What did surprise me was the vintage variation, which was very pronounced, even in the young 2005 & 2004 vintages. You could broadly break down the wines into the drier, waxier & cooler vintage styles vs the more opulent, quite new world Chardonnay like styles (I find them both attractive). I think that for most vintages, 7-10yrs of age seems to be prime drinking, though with the inherent acid backbone of this style age is certainly not a barrier. The colour didn’t change all that much from the 93-05 either.

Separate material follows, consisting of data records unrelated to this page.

//! Workflow normalization, structural fingerprinting, and auto-seed rewrite.
//!
//! A workflow is a JSON object mapping node ids to
//! `{class_type, inputs, _meta?}`. Before dispatch the pool normalizes the
//! caller's input into an owned [`NormalizedWorkflow`], computes a
//! value-insensitive structural fingerprint, and substitutes the `-1` seed
//! sentinel with concrete random seeds.

use std::collections::HashMap;

use rand::Rng;
use sha2::{Digest, Sha256};

use crate::error::CoreError;

/// Seed value that requests a randomly assigned seed at dispatch time.
pub const AUTO_SEED_SENTINEL: i64 = -1;

/// Exclusive upper bound for auto-assigned seeds (2^31 - 1).
pub const AUTO_SEED_RANGE_END: i64 = 2_147_483_647;

// ---------------------------------------------------------------------------
// Input shapes
// ---------------------------------------------------------------------------

/// A workflow prepared by an external builder: the graph JSON plus any
/// metadata the builder already computed.
#[derive(Debug, Clone)]
pub struct PreparedWorkflow {
    /// The workflow graph.
    pub json: serde_json::Value,
    /// Pre-computed structural fingerprint, if the builder kept one.
    pub fingerprint: Option<String>,
    /// Output node id to alias name mapping.
    pub output_aliases: HashMap<String, String>,
}

/// The shapes a caller may submit a workflow in.
///
/// After [`normalize`] the pool never needs to inspect which shape it was
/// given.
#[derive(Debug, Clone)]
pub enum WorkflowInput {
    /// A raw JSON graph.
    Json(serde_json::Value),
    /// A JSON string to be parsed.
    Text(String),
    /// Builder output carrying pre-computed metadata.
    Prepared(PreparedWorkflow),
}

impl From<serde_json::Value> for WorkflowInput {
    fn from(value: serde_json::Value) -> Self {
        WorkflowInput::Json(value)
    }
}

impl From<String> for WorkflowInput {
    fn from(text: String) -> Self {
        WorkflowInput::Text(text)
    }
}

impl From<&str> for WorkflowInput {
    fn from(text: &str) -> Self {
        WorkflowInput::Text(text.to_string())
    }
}

impl From<PreparedWorkflow> for WorkflowInput {
    fn from(prepared: PreparedWorkflow) -> Self {
        WorkflowInput::Prepared(prepared)
    }
}

/// A validated, owned workflow ready for scheduling.
///
/// The JSON is owned by the pool from here on; the caller's value is never
/// mutated.
#[derive(Debug, Clone)]
pub struct NormalizedWorkflow {
    pub json: serde_json::Value,
    pub fingerprint: String,
    pub output_aliases: HashMap<String, String>,
}

// ---------------------------------------------------------------------------
// Normalization
// ---------------------------------------------------------------------------

/// Normalize any accepted input shape into a [`NormalizedWorkflow`].
///
/// Validates the graph structure and computes the fingerprint unless the
/// input already carries one.
pub fn normalize(input: WorkflowInput) -> Result<NormalizedWorkflow, CoreError> {
    match input {
        WorkflowInput::Json(json) => {
            validate_workflow(&json)?;
            let fingerprint = fingerprint(&json)?;
            Ok(NormalizedWorkflow {
                json,
                fingerprint,
                output_aliases: HashMap::new(),
            })
        }
        WorkflowInput::Text(text) => {
            let json: serde_json::Value = serde_json::from_str(&text)
                .map_err(|e| CoreError::Validation(format!("Workflow is not valid JSON: {e}")))?;
            normalize(WorkflowInput::Json(json))
        }
        WorkflowInput::Prepared(prepared) => {
            validate_workflow(&prepared.json)?;
            let fingerprint = match prepared.fingerprint {
                Some(fp) => fp,
                None => fingerprint(&prepared.json)?,
            };
            Ok(NormalizedWorkflow {
                json: prepared.json,
                fingerprint,
                output_aliases: prepared.output_aliases,
            })
        }
    }
}

/// Validate the basic graph shape: a non-empty object whose every node
/// carries a string `class_type`.
pub fn validate_workflow(json: &serde_json::Value) -> Result<(), CoreError> {
    let obj = json
        .as_object()
        .ok_or_else(|| CoreError::Validation("Workflow JSON must be an object".to_string()))?;

    if obj.is_empty() {
        return Err(CoreError::Validation(
            "Workflow JSON must contain at least one node".to_string(),
        ));
    }

    for (node_id, node_value) in obj {
        if node_value
            .get("class_type")
            .and_then(|v| v.as_str())
            .is_none()
        {
            return Err(CoreError::Validation(format!(
                "Node '{node_id}' is missing required 'class_type' field"
            )));
        }
    }

    Ok(())
}

// ---------------------------------------------------------------------------
// Fingerprint
// ---------------------------------------------------------------------------

/// Compute the structural fingerprint of a workflow.
///
/// Canonical traversal: node ids in sorted order, each contributing its
/// `class_type` and the sorted key names of its `inputs`. Input *values* are
/// excluded, so two workflows differing only in seed or prompt text share a
/// fingerprint (and therefore blocklist and affinity buckets).
pub fn fingerprint(json: &serde_json::Value) -> Result<String, CoreError> {
    let obj = json
        .as_object()
        .ok_or_else(|| CoreError::Validation("Workflow JSON must be an object".to_string()))?;

    let mut node_ids: Vec<&String> = obj.keys().collect();
    node_ids.sort();

    let mut hasher = Sha256::new();
    for node_id in node_ids {
        let node = &obj[node_id];
        let class_type = node.get("class_type").and_then(|v| v.as_str()).ok_or_else(|| {
            CoreError::Validation(format!(
                "Node '{node_id}' is missing required 'class_type' field"
            ))
        })?;

        hasher.update(node_id.as_bytes());
        hasher.update(b"\x1f");
        hasher.update(class_type.as_bytes());
        hasher.update(b"\x1f");

        if let Some(inputs) = node.get("inputs").and_then(|v| v.as_object()) {
            let mut keys: Vec<&String> = inputs.keys().collect();
            keys.sort();
            for key in keys {
                hasher.update(key.as_bytes());
                hasher.update(b"\x1e");
            }
        }
        hasher.update(b"\n");
    }

    let hash = hasher.finalize();
    Ok(format!("{hash:x}"))
}

// ---------------------------------------------------------------------------
// Auto-seed rewrite
// ---------------------------------------------------------------------------

/// Replace every `inputs.seed == -1` with a random seed in
/// `[0, 2^31 - 1)`.
///
/// Returns the map of node id to assigned seed so results can report the
/// seeds that were actually used.
pub fn rewrite_auto_seeds(workflow: &mut serde_json::Value) -> HashMap<String, i64> {
    let mut assigned = HashMap::new();

    let Some(obj) = workflow.as_object_mut() else {
        return assigned;
    };

    let mut rng = rand::rng();
    for (node_id, node_value) in obj.iter_mut() {
        let Some(inputs) = node_value.get_mut("inputs").and_then(|v| v.as_object_mut()) else {
            continue;
        };
        let is_sentinel = inputs
            .get("seed")
            .and_then(|v| v.as_i64())
            .map(|s| s == AUTO_SEED_SENTINEL)
            .unwrap_or(false);
        if is_sentinel {
            let seed = rng.random_range(0..AUTO_SEED_RANGE_END);
            inputs.insert("seed".to_string(), serde_json::Value::from(seed));
            assigned.insert(node_id.clone(), seed);
        }
    }

    assigned
}

// ---------------------------------------------------------------------------
// Tests
// ---------------------------------------------------------------------------

#[cfg(test)]
mod tests {
    use super::*;
    use serde_json::json;

    fn sample_workflow() -> serde_json::Value {
        json!({
            "3": {
                "class_type": "KSampler",
                "inputs": { "seed": 42, "cfg": 7.5, "model": ["4", 0] }
            },
            "4": {
                "class_type": "CheckpointLoaderSimple",
                "inputs": { "ckpt_name": "sd_xl_base.safetensors" }
            },
            "9": {
                "class_type": "SaveImage",
                "inputs": { "images": ["3", 0] }
            }
        })
    }

    // -- fingerprint ----------------------------------------------------------

    #[test]
    fn fingerprint_ignores_input_values() {
        let a = sample_workflow();
        let mut b = sample_workflow();
        b["3"]["inputs"]["seed"] = json!(7);
        b["3"]["inputs"]["cfg"] = json!(1.0);
        b["4"]["inputs"]["ckpt_name"] = json!("other.safetensors");

        assert_eq!(fingerprint(&a).unwrap(), fingerprint(&b).unwrap());
    }

    #[test]
    fn fingerprint_changes_with_class_type() {
        let a = sample_workflow();
        let mut b = sample_workflow();
        b["3"]["class_type"] = json!("KSamplerAdvanced");

        assert_ne!(fingerprint(&a).unwrap(), fingerprint(&b).unwrap());
    }

    #[test]
    fn fingerprint_changes_with_input_key_set() {
        let a = sample_workflow();
        let mut b = sample_workflow();
        b["3"]["inputs"]
            .as_object_mut()
            .unwrap()
            .insert("denoise".to_string(), json!(1.0));

        assert_ne!(fingerprint(&a).unwrap(), fingerprint(&b).unwrap());
    }

    #[test]
    fn fingerprint_changes_with_node_ids() {
        let a = json!({"1": {"class_type": "SaveImage", "inputs": {}}});
        let b = json!({"2": {"class_type": "SaveImage", "inputs": {}}});

        assert_ne!(fingerprint(&a).unwrap(), fingerprint(&b).unwrap());
    }

    #[test]
    fn fingerprint_is_stable_across_key_order() {
        // serde_json's Map preserves insertion order; the canonical
        // traversal must not.
        let a: serde_json::Value = serde_json::from_str(
            r#"{"1": {"class_type": "A", "inputs": {"x": 1, "y": 2}},
                "2": {"class_type": "B", "inputs": {}}}"#,
        )
        .unwrap();
        let b: serde_json::Value = serde_json::from_str(
            r#"{"2": {"class_type": "B", "inputs": {}},
                "1": {"class_type": "A", "inputs": {"y": 2, "x": 1}}}"#,
        )
        .unwrap();

        assert_eq!(fingerprint(&a).unwrap(), fingerprint(&b).unwrap());
    }

    // -- normalize ------------------------------------------------------------

    #[test]
    fn normalize_from_json_string() {
        let text = sample_workflow().to_string();
        let normalized = normalize(WorkflowInput::from(text)).unwrap();
        assert_eq!(
            normalized.fingerprint,
            fingerprint(&sample_workflow()).unwrap()
        );
    }

    #[test]
    fn normalize_rejects_invalid_json_text() {
        assert!(normalize(WorkflowInput::from("not json")).is_err());
    }

    #[test]
    fn normalize_rejects_non_object() {
        assert!(normalize(WorkflowInput::Json(json!([1, 2]))).is_err());
    }

    #[test]
    fn normalize_rejects_empty_workflow() {
        assert!(normalize(WorkflowInput::Json(json!({}))).is_err());
    }

    #[test]
    fn normalize_rejects_missing_class_type() {
        let wf = json!({"1": {"inputs": {}}});
        assert!(normalize(WorkflowInput::Json(wf)).is_err());
    }

    #[test]
    fn normalize_preserves_prepared_metadata() {
        let prepared = PreparedWorkflow {
            json: sample_workflow(),
            fingerprint: Some("precomputed".to_string()),
            output_aliases: HashMap::from([("9".to_string(), "image".to_string())]),
        };
        let normalized = normalize(WorkflowInput::from(prepared)).unwrap();
        assert_eq!(normalized.fingerprint, "precomputed");
        assert_eq!(normalized.output_aliases["9"], "image");
    }

    // -- rewrite_auto_seeds ---------------------------------------------------

    #[test]
    fn seed_rewrite_replaces_only_sentinels() {
        let mut wf = json!({
            "1": { "class_type": "KSampler", "inputs": { "seed": -1 } },
            "2": { "class_type": "KSampler", "inputs": { "seed": 42 } },
            "3": { "class_type": "SaveImage", "inputs": {} }
        });

        let assigned = rewrite_auto_seeds(&mut wf);

        assert_eq!(assigned.len(), 1);
        let seed = assigned["1"];
        assert!((0..AUTO_SEED_RANGE_END).contains(&seed));
        assert_eq!(wf["1"]["inputs"]["seed"].as_i64().unwrap(), seed);
        assert_eq!(wf["2"]["inputs"]["seed"].as_i64().unwrap(), 42);
    }

    #[test]
    fn seed_rewrite_leaves_no_sentinel_behind() {
        let mut wf = json!({
            "1": { "class_type": "A", "inputs": { "seed": -1 } },
            "2": { "class_type": "B", "inputs": { "seed": -1 } }
        });

        let assigned = rewrite_auto_seeds(&mut wf);

        assert_eq!(assigned.len(), 2);
        for (_, node) in wf.as_object().unwrap() {
            assert_ne!(node["inputs"]["seed"].as_i64().unwrap(), AUTO_SEED_SENTINEL);
        }
    }

    #[test]
    fn seed_rewrite_ignores_non_numeric_seed() {
        let mut wf = json!({
            "1": { "class_type": "A", "inputs": { "seed": ["2", 0] } }
        });
        let assigned = rewrite_auto_seeds(&mut wf);
        assert!(assigned.is_empty());
    }
}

2005 Domaine Francois Raveneau Montee de Tonnerre
Its a very big wine, and the oak is surprisingly obvious (considering that it is largely old oak) but if you are looking for power & richness, this is your wine. Honey & slate on the nose with bold vanillan oak, the palate starts rich & intense with golden fruit that then melds into firm acidity on the back. Definitely not a classic Chablis style, its a bit blocky for that, but real mouthfuls of power and flavour and still with resounding acidity. 18.7+/20
2004 Domaine Francois Raveneau Montee de Tonnerre
Closed and so very backward after the 05, this lacks the intensity, but more than makes up for it with prominent acidity. The nosey gives a bit of vanilla bean & citrus, the palate is waxy, very lean with a very strong, citric acid dominated palate. The acidity is bracing (to say the least) & the whole package is retracting into itself and seems a little dumb at present. The acidity will see it through, but its not much of a drink right now. Leave it in the cellar – will improve with time. 18+/20
2002 Domaine Francois Raveneau Montee de Tonnerre
This was my eventual favourite, closely followed by the 1999. Its a bright gold colour, the nose has restrained lemon & beeswax. Its a floral but still reticent nose, with hidden delights. The palate is very tight with lemony fruit & overt citrussy acidity. Very long with a clarity of fruit and precise prominent acidity. Such a complete wine. 19/20
2001 Domaine Francois Raveneau Montee de Tonnerre
A lively, approachable and open knit wine, this is immediately enjoyable, if a rather ripe interpretation. There is a hint of honey & even marmalade on the nose, with more trademark lemon. The palate has a slight honey edge to the lemons & slate, the acidity is much less prominent. The whole package is tasty, generous & lovely – if a very ready and less serious style. This and the 99 were commented upon as the most drinkable at this very moment. 18.8/20
2000 Domaine Francois Raveneau Montee de Tonnerre
After the past couple of real stunners, this seemed awkward and quite developed. The nose had mealy, slightly blowsy developed Chardonnay fruit & honey, the palate is racked with straw & its a little on the fat side. Acidity is still tingling, but its not a complete wine and I’m no fan of where its going. 17.4
1999 Domaine Francois Raveneau Montee de Tonnerre
This was right up there as one of my favourites & I think this shares alot of similarities with the 02. The nose has some very light apricot and peach that is creeping in over the top of the lemon fruit, the palate is still tight & waxy with long acidity. Its actually quite creamy & very long, with excellent acid driven intensity. Will keep, though its a very nice drink now. 19/20
1996 Domaine Francois Raveneau Montee de Tonnerre
Lesser. This had a golden straw colour, a still quite tight nose, but there is a distracting mothball aroma going on. The palate is all lemon with still huge acidity that is tingling and quite severe. I found the secondary mothball characters quite distracting here and the sheer weight of acidity couldn’t cover this up. A very acidic yr (and apparently very similar to 2004 with its acid intensity) but I wasn’t a big fan & the secondary characters weren’t all that appealing. 17.2
1993 Domaine Francois Raveneau Montee de Tonnerre
The most secondary of the lot and from a crap yr, this was the least appealing wine of the lineup. Still bright gold in colour. The nose is faintly yeasty, with an aroma that is faintly yeasty & honeyed, the palate still has great honey fruit with prominent acidity still at play, though I think it has hit the plateau and is on the way down the other side. 17
2 Comments
You write very well and it’s lovely to see Australasians commenting with gravitas. On a more personal note. I’m in Sydney and next week and would love to hit the restaurant that industry people know is great despite it not gaining media flash. Willing to divulge?
Thanks Sarah – I note you are on a journey of language yourself (a path that I thoroughly support).
As for Sydney restaurants, all the good ones are well served by the Sydney press already 🙂
But don’t miss out on stopping by the Bentley Restaurant and Bar, if purely for the wine list.